Monday, November 11, 2002

 
now we have left rajasthan and are staying at varanasi. let me summarise, where we have been so far:

from pushkar we have left for ranthambhore, where we were supposed to go on tigersafari. when we entered the nationalpark early in the morning everybody was very excited and ready for tigerspotting. we spotted and spotted and spotted. and really! there were some white-spotted deers, monkeys, birds but no tigers. badluck - but we didn't feel like others, who are attending several tours on the off chance to see one of those sweet cats in nature... i prefer going to the zoo where there are tigers for sure:-)

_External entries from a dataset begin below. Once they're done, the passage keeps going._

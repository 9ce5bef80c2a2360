//! The boolean expression tree evaluated against device state.
//!
//! A binding's predicate is a tree of [`Expr`] nodes. Leaves are [`Match`]es
//! against a single input's current value; everything else composes them.
//! Before a context has indexed a binding's leaves, each [`Match`] carries a
//! raw typecode (`MatchSource::Unresolved`); afterwards it carries an index
//! into the context's state table (`MatchSource::Resolved`). Keeping both
//! forms as one type with a `source` field (rather than two tree-node
//! variants and an in-place tag rewrite) avoids the aliasing that the
//! reference implementation's mutable discriminant swap relied on.

/// The six comparators the DSL supports.
#[derive(Debug, Clone, Copy, PartialEq, Eq)]
pub enum Comparator {
    Eq,
    Ne,
    Lt,
    Gt,
    Le,
    Ge,
}

impl Comparator {
    pub fn apply(self, lhs: i32, rhs: i32) -> bool {
        match self {
            Comparator::Eq => lhs == rhs,
            Comparator::Ne => lhs != rhs,
            Comparator::Lt => lhs < rhs,
            Comparator::Gt => lhs > rhs,
            Comparator::Le => lhs <= rhs,
            Comparator::Ge => lhs >= rhs,
        }
    }
}

/// Where a [`Match`] gets the current value it compares against.
#[derive(Debug, Clone, Copy, PartialEq, Eq)]
pub enum MatchSource {
    /// Pre-bind: a raw 32-bit `(event_type << 16) | event_code` typecode.
    Unresolved(u32),
    /// Post-bind: an index into the owning context's state table.
    Resolved(usize),
}

/// A single leaf comparator: `source COMP value`.
#[derive(Debug, Clone, Copy, PartialEq, Eq)]
pub struct Match {
    pub source: MatchSource,
    pub cmp: Comparator,
    pub value: i32,
}

impl Match {
    pub fn unresolved(typecode: u32, cmp: Comparator, value: i32) -> Self {
        Self {
            source: MatchSource::Unresolved(typecode),
            cmp,
            value,
        }
    }

    /// The typecode this leaf was parsed against. Panics if already resolved;
    /// callers only use this during the first indexing pass.
    pub fn typecode(&self) -> u32 {
        match self.source {
            MatchSource::Unresolved(tc) => tc,
            MatchSource::Resolved(_) => panic!("typecode() called on a resolved Match"),
        }
    }

    /// Rebind this leaf to a resolved state-table index.
    pub fn resolve(&mut self, index: usize) {
        self.source = MatchSource::Resolved(index);
    }

    /// Evaluate the comparator against a state value already looked up by the
    /// caller (which owns the state table this `Match` indexes into).
    pub fn eval(&self, state_value: i32) -> bool {
        self.cmp.apply(state_value, self.value)
    }
}

/// A duration modifier's node identity, assigned once per tree during
/// indexing so the owning context can keep per-node deadline and
/// poll-wait-membership state in flat side tables instead of aliased
/// pointers into the tree.
pub type DurId = usize;

/// A `[T] expr` duration qualifier: `expr` must evaluate true continuously
/// for `duration_ms` before this node itself reports true.
#[derive(Debug, Clone)]
pub struct Dur {
    pub duration_ms: u64,
    pub child: Box<Expr>,
    pub id: DurId,
}

/// The expression tree. OR/XOR/AND evaluate both children unconditionally
/// (never short-circuit) so a `Dur` node on either side keeps advancing.
#[derive(Debug, Clone)]
pub enum Expr {
    Or(Box<Expr>, Box<Expr>),
    Xor(Box<Expr>, Box<Expr>),
    And(Box<Expr>, Box<Expr>),
    Not(Box<Expr>),
    Dur(Dur),
    Primary(Match),
}

impl Expr {
    /// Depth-first visit of every leaf [`Match`], mutably. Used during
    /// context indexing to collect referenced typecodes (pass 1) and to
    /// rewrite them to resolved state indices (pass 2).
    pub fn for_each_match_mut(&mut self, f: &mut impl FnMut(&mut Match)) {
        match self {
            Expr::Or(l, r) | Expr::Xor(l, r) | Expr::And(l, r) => {
                l.for_each_match_mut(f);
                r.for_each_match_mut(f);
            }
            Expr::Not(e) => e.for_each_match_mut(f),
            Expr::Dur(d) => d.child.for_each_match_mut(f),
            Expr::Primary(m) => f(m),
        }
    }

    /// Depth-first visit of every leaf [`Match`], immutably.
    pub fn for_each_match(&self, f: &mut impl FnMut(&Match)) {
        match self {
            Expr::Or(l, r) | Expr::Xor(l, r) | Expr::And(l, r) => {
                l.for_each_match(f);
                r.for_each_match(f);
            }
            Expr::Not(e) => e.for_each_match(f),
            Expr::Dur(d) => d.child.for_each_match(f),
            Expr::Primary(m) => f(m),
        }
    }

    /// Assign sequential [`DurId`]s to every `Dur` node in this tree,
    /// starting from `*next_id`, and advance `*next_id` past them. Returns
    /// the number of `Dur` nodes found.
    pub fn assign_dur_ids(&mut self, next_id: &mut DurId) -> usize {
        match self {
            Expr::Or(l, r) | Expr::Xor(l, r) | Expr::And(l, r) => {
                l.assign_dur_ids(next_id) + r.assign_dur_ids(next_id)
            }
            Expr::Not(e) => e.assign_dur_ids(next_id),
            Expr::Dur(d) => {
                d.id = *next_id;
                *next_id += 1;
                1 + d.child.assign_dur_ids(next_id)
            }
            Expr::Primary(_) => 0,
        }
    }

    /// True iff no leaf in this tree still carries an unresolved typecode.
    pub fn all_matches_resolved(&self) -> bool {
        let mut ok = true;
        self.for_each_match(&mut |m| {
            if matches!(m.source, MatchSource::Unresolved(_)) {
                ok = false;
            }
        });
        ok
    }
}

#[cfg(test)]
mod tests {
    use super::*;

    fn leaf(tc: u32, cmp: Comparator, value: i32) -> Expr {
        Expr::Primary(Match::unresolved(tc, cmp, value))
    }

    #[test]
    fn comparator_semantics() {
        assert!(Comparator::Eq.apply(5, 5));
        assert!(!Comparator::Eq.apply(5, 6));
        assert!(Comparator::Ne.apply(5, 6));
        assert!(Comparator::Lt.apply(1, 2));
        assert!(Comparator::Gt.apply(2, 1));
        assert!(Comparator::Le.apply(2, 2));
        assert!(Comparator::Ge.apply(2, 2));
    }

    #[test]
    fn for_each_match_visits_every_leaf_once() {
        let tree = Expr::And(
            Box::new(leaf(1, Comparator::Eq, 1)),
            Box::new(Expr::Not(Box::new(leaf(2, Comparator::Eq, 1)))),
        );
        let mut seen = Vec::new();
        tree.for_each_match(&mut |m| seen.push(m.typecode()));
        assert_eq!(seen, vec![1, 2]);
    }

    #[test]
    fn assign_dur_ids_counts_and_orders() {
        let mut tree = Expr::And(
            Box::new(Expr::Dur(Dur {
                duration_ms: 10,
                child: Box::new(leaf(1, Comparator::Eq, 1)),
                id: 0,
            })),
            Box::new(Expr::Dur(Dur {
                duration_ms: 20,
                child: Box::new(leaf(2, Comparator::Eq, 1)),
                id: 0,
            })),
        );
        let mut next = 0;
        let count = tree.assign_dur_ids(&mut next);
        assert_eq!(count, 2);
        assert_eq!(next, 2);
        if let Expr::And(l, r) = &tree {
            let Expr::Dur(ld) = l.as_ref() else {
                unreachable!()
            };
            let Expr::Dur(rd) = r.as_ref() else {
                unreachable!()
            };
            assert_eq!(ld.id, 0);
            assert_eq!(rd.id, 1);
        }
    }

    #[test]
    fn resolve_clears_unresolved_state() {
        let mut m = Match::unresolved(7, Comparator::Eq, 1);
        assert!(matches!(m.source, MatchSource::Unresolved(7)));
        m.resolve(3);
        assert!(matches!(m.source, MatchSource::Resolved(3)));
    }

    #[test]
    fn all_matches_resolved_detects_leftover_unresolved() {
        let mut tree = leaf(1, Comparator::Eq, 1);
        assert!(!tree.all_matches_resolved());
        tree.for_each_match_mut(&mut |m| m.resolve(0));
        assert!(tree.all_matches_resolved());
    }
}
//! The async event loop: multiplexes per-device reads, hotplug discovery,
//! and duration-timer wakeups onto the single task that owns the
//! [`rx_context::Context`], then hands rising-edge commands to a detached
//! shell spawn.
//!
//! The core (`rx-context`) forbids re-entrant or concurrent calls into its
//! entry points; everything here exists to guarantee that invariant holds
//! even though the process fans many event sources (one read loop per open
//! device, a hotplug watcher, a periodic tick) into it. Every device reader
//! is a cheap forwarding task; the one task running [`EventLoop::run`] is
//! the sole caller of `Context::input_event` / `Context::timeout`.

use std::path::PathBuf;
use std::time::{Duration, Instant};

use rx_context::Context;
use rx_devices::{DevicePattern, HotplugWatcher};
use tokio::sync::mpsc;

/// A decoded device reading, stripped of everything the core doesn't need:
/// just the typecode and value. `now` is stamped by the central dispatch
/// task at receipt time, not by the reader, since the core only cares that
/// timestamps are monotonic-nondecreasing as *it* observes them.
#[derive(Debug, Clone, Copy)]
struct RawEvent {
    typecode: u32,
    value: i32,
}

/// Spawns `/bin/sh -c <command>` for every rising edge and reaps it on a
/// detached task rather than blocking the dispatch loop on it. The
/// reference daemon relies on a `SIGCHLD` handler calling `wait(NULL)`;
/// here the async runtime's process handle does the equivalent reaping as
/// part of awaiting the child on its own task, so no signal handler is
/// needed (see the redesign note in `SPEC_FULL.md` §9/REDESIGN FLAGS).
pub fn spawn_command(command: &str) {
    let command = command.to_string();
    tokio::spawn(async move {
        match tokio::process::Command::new("/bin/sh")
            .arg("-c")
            .arg(&command)
            .spawn()
        {
            Ok(mut child) => match child.wait().await {
                Ok(status) => {
                    tracing::debug!(command = %command, %status, "command exited");
                }
                Err(error) => {
                    tracing::warn!(command = %command, %error, "failed to wait on spawned command");
                }
            },
            Err(error) => {
                tracing::warn!(command = %command, %error, "failed to spawn command");
            }
        }
    });
}

/// Reads raw input events off one open device and forwards decoded
/// `(typecode, value)` pairs to the central dispatch loop. Key autorepeat
/// (`EV_KEY` value `2`) is dropped here, before it ever reaches the core,
/// matching the reference daemon.
fn spawn_device_reader(
    path: PathBuf,
    device: evdev::Device,
    tx: mpsc::UnboundedSender<RawEvent>,
    log_events: bool,
) {
    tokio::spawn(async move {
        let mut stream = match device.into_event_stream() {
            Ok(stream) => stream,
            Err(error) => {
                tracing::warn!(path = %path.display(), %error, "failed to open device event stream");
                return;
            }
        };

        loop {
            match stream.next_event().await {
                Ok(ev) => {
                    if rx_devices::is_key_repeat(&ev) {
                        continue;
                    }
                    let typecode = rx_codes::typecode(ev.event_type().0, ev.code());
                    if log_events {
                        tracing::info!(
                            path = %path.display(),
                            event_type = rx_codes::type_name(ev.event_type().0),
                            code = ev.code(),
                            value = ev.value(),
                            "input event"
                        );
                    }
                    if tx.send(RawEvent { typecode, value: ev.value() }).is_err() {
                        break;
                    }
                }
                Err(error) => {
                    tracing::warn!(path = %path.display(), %error, "device read failed, closing");
                    break;
                }
            }
        }
    });
}

/// Owns the reactor core and drives it from a single task for the lifetime
/// of the process. Construct with [`EventLoop::new`], seed it with
/// already-open devices via [`EventLoop::spawn_readers`], then hand it to
/// [`EventLoop::run`].
pub struct EventLoop {
    ctx: Context,
    started: Instant,
    patterns: Vec<DevicePattern>,
    log_events: bool,
    tx: mpsc::UnboundedSender<RawEvent>,
    rx: mpsc::UnboundedReceiver<RawEvent>,
}

impl EventLoop {
    pub fn new(ctx: Context, patterns: Vec<DevicePattern>, log_events: bool) -> Self {
        let (tx, rx) = mpsc::unbounded_channel();
        Self {
            ctx,
            started: Instant::now(),
            patterns,
            log_events,
            tx,
            rx,
        }
    }

    fn now_ms(&self) -> u64 {
        self.started.elapsed().as_millis() as u64
    }

    /// Spawn a reader task for each already-open device, forwarding into
    /// this loop's shared channel.
    pub fn spawn_readers(&self, opened: Vec<(PathBuf, evdev::Device)>) {
        for (path, device) in opened {
            spawn_device_reader(path, device, self.tx.clone(), self.log_events);
        }
    }

    /// Open and seed one newly hotplugged device, then spawn its reader,
    /// provided it matches this loop's device patterns and carries at
    /// least one typecode a binding references.
    fn adopt_hotplugged(&mut self, path: PathBuf) {
        let Ok(device) = evdev::Device::open(&path) else {
            return;
        };
        if !rx_devices::device_matches(&self.patterns, &path, &device) {
            return;
        }
        if !rx_devices::seed_initial_state(&device, &mut self.ctx) {
            tracing::debug!(
                path = %path.display(),
                "hotplugged device matched patterns but carries no referenced capability, skipping"
            );
            return;
        }
        tracing::info!(path = %path.display(), name = device.name().unwrap_or("?"), "hotplugged device opened");
        spawn_device_reader(path, device, self.tx.clone(), self.log_events);
    }

    /// Drive the reactor until the process is killed. Multiplexes three
    /// sources onto the one task permitted to touch `Context`:
    /// decoded device readings, newly discovered devices from `hotplug`,
    /// and a timer that fires `Context::timeout` at the deadline the core
    /// last asked for (or never, when nothing is armed).
    pub async fn run(mut self, mut hotplug: Option<HotplugWatcher>) {
        let mut next_wait: Option<u64> = None;

        loop {
            let sleep = async {
                match next_wait {
                    Some(ms) => tokio::time::sleep(Duration::from_millis(ms)).await,
                    None => std::future::pending::<()>().await,
                }
            };

            tokio::select! {
                biased;

                maybe_path = recv_hotplug(&mut hotplug) => {
                    let Some(path) = maybe_path else {
                        hotplug = None;
                        continue;
                    };
                    self.adopt_hotplugged(path);
                }

                maybe_raw = self.rx.recv() => {
                    let Some(raw) = maybe_raw else {
                        tracing::warn!("all device readers exited; event loop idling on timers only");
                        continue;
                    };
                    let now = self.now_ms();
                    next_wait = self.ctx.input_event(raw.typecode, raw.value, now, |cmd| spawn_command(cmd));
                }

                _ = sleep => {
                    let now = self.now_ms();
                    next_wait = self.ctx.timeout(now, |cmd| spawn_command(cmd));
                }
            }
        }
    }
}

/// Awaits the hotplug watcher's next path, or never resolves if there is
/// none — lets `run`'s `select!` treat "no hotplug watcher configured" and
/// "hotplug watcher still running" uniformly.
async fn recv_hotplug(hotplug: &mut Option<HotplugWatcher>) -> Option<PathBuf> {
    match hotplug {
        Some(watcher) => watcher.next().await,
        None => std::future::pending().await,
    }
}

#[cfg(test)]
mod tests {
    use super::*;
    use rx_parser::parse;

    #[test]
    fn now_ms_is_nondecreasing_and_starts_near_zero() {
        let ctx = Context::init(parse("<test>", "KEY_A <= echo a\n").unwrap());
        let loop_ = EventLoop::new(ctx, Vec::new(), false);
        let first = loop_.now_ms();
        let second = loop_.now_ms();
        assert!(second >= first);
        assert!(first < 1000, "should be close to construction time");
    }
}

our next destination was jaipur, the pink city. it's famous for hawa mahal (palace of the winds) and the gigantic amber fort. jaipur is a busy place with many things to see. we enjoyed something else much better than all the sights - the bollywood movie "deewangee"! it's a typical indian movie, which gots everything in it: action, thrill, love and dance. we liked it very much, eventhough we didn't understand one single hindu-word. the final scene was just the best, as it showed the hero-couple on the moenchsberg in salzburg... we were taken aback und started feeling a little bit homesick. we finished this exciting evening with a soft-ice from mc donalds...

on the way to agra, we visited the fascinating ghost town fatehpur sikri. it was built by the big emperor akbar, but only used for a couple of years in the 16th century. what remained is a huge open-air museum with palaces, mosques, temples and fort. it's a very interesting place and we enjoyed it a lot.

in agra are basically two things to see: agra fort and taj mahal. agra fort is huge and interesting for many moghuls have lived there and each of them did some new buildings, in order to give the fort his own touch. the main attraction is undoubtedly taj mahal. it's one of the seven wonders of the world and when you see it, you can understand why. it's perfectly constructed in symetry and harmonie and you can feel it's grandeur in every part. the white marble changes colours depending on the sun- and moon-light. it's just unique and almost impossible to be described. so when you are just around the corner, don't miss it!

the last place we were to visit with our driver raju was khajuraho. it's famous for it's temples, some of the last ones of the chandel area (built between 950 and 1050 a.d.) still existing in india. the temples are also called the kama sutra temples and when you see them, you know immediately why. there are countless erotic scenes to be seen on the walls. most of them are very open-minded for these days so it's hard to believe, that they have been built about 1000 years ago. we spent many hours watching the temples - i'm sure, most people prefer studying temples with erotic subjects rather than stories of gods and goddesses.

then we had to say goodbye to raju, who has not only been a good driver but also a good advisor and fellow for the last 20 days. he dropped us at the train station at satna, where we catched our train to varanasi. this is one of the most holy places for hindus where they do religious bathings in the ganges. it's fascinating to watch all these people on the ghats doing everything from praying, bathing to washing. a good way to follow the action on the ghats is to catch a boat ride in the morning time. we liked it! afterwards i enjoyed a full bodymassage right on the gangas shore, which is supposed to be very vitalising... we'll see!




Friday, November 01, 2002

 
udaipur wasn't as impressive as we expected it to be. it's beautifully located on the shores of lake pichola but the majestic ciyz palace isn't in mint conditon and it's museum is rather poor compared to the well arranged one at jodhpur. however, we enjoyed the sunset with a magical view over the lake with the world-famous lake palace hotel. it is surprising, that there aren't that many tourists, for this time is supposed to be high season in rajasthan. we have been told, that tourism went back for approximately 66 % after last years 11th of september. this is a hard strike for many people depend on tourism in this area. we are also a bit confused, for our travel agent has told us, rajasthan is going to be jampacked and that's why we were facing high season rates...

at the moment we are staying in pushkar, a small bewitching town in eastern rajasthan. the city centre is made by lake pushkar, whose holywaters attracts many hindu pilgrims. the place is also well-known for its camel fair which takes place once a year. it's difficult to imagine, that this place will be crowded in two weeks by 200.000 people and 50.000 camels (at the moment there are only 13.000 inhabitants). it must be incredible and we are kind of sad, that we are going to miss it. on the other hand, this place is also charming whilst being quiet like these days.

today manuela wanted me to get up very early in the morning, so we could go for a walk up to savriti temple, which is located on a steep hill. it was good leaving in the morning when there weren't that many burning sunrays and the beautiful views were really worth getting up in the middle of night... it wasn't that bad, but i just like sleeping in a little bit in the morning.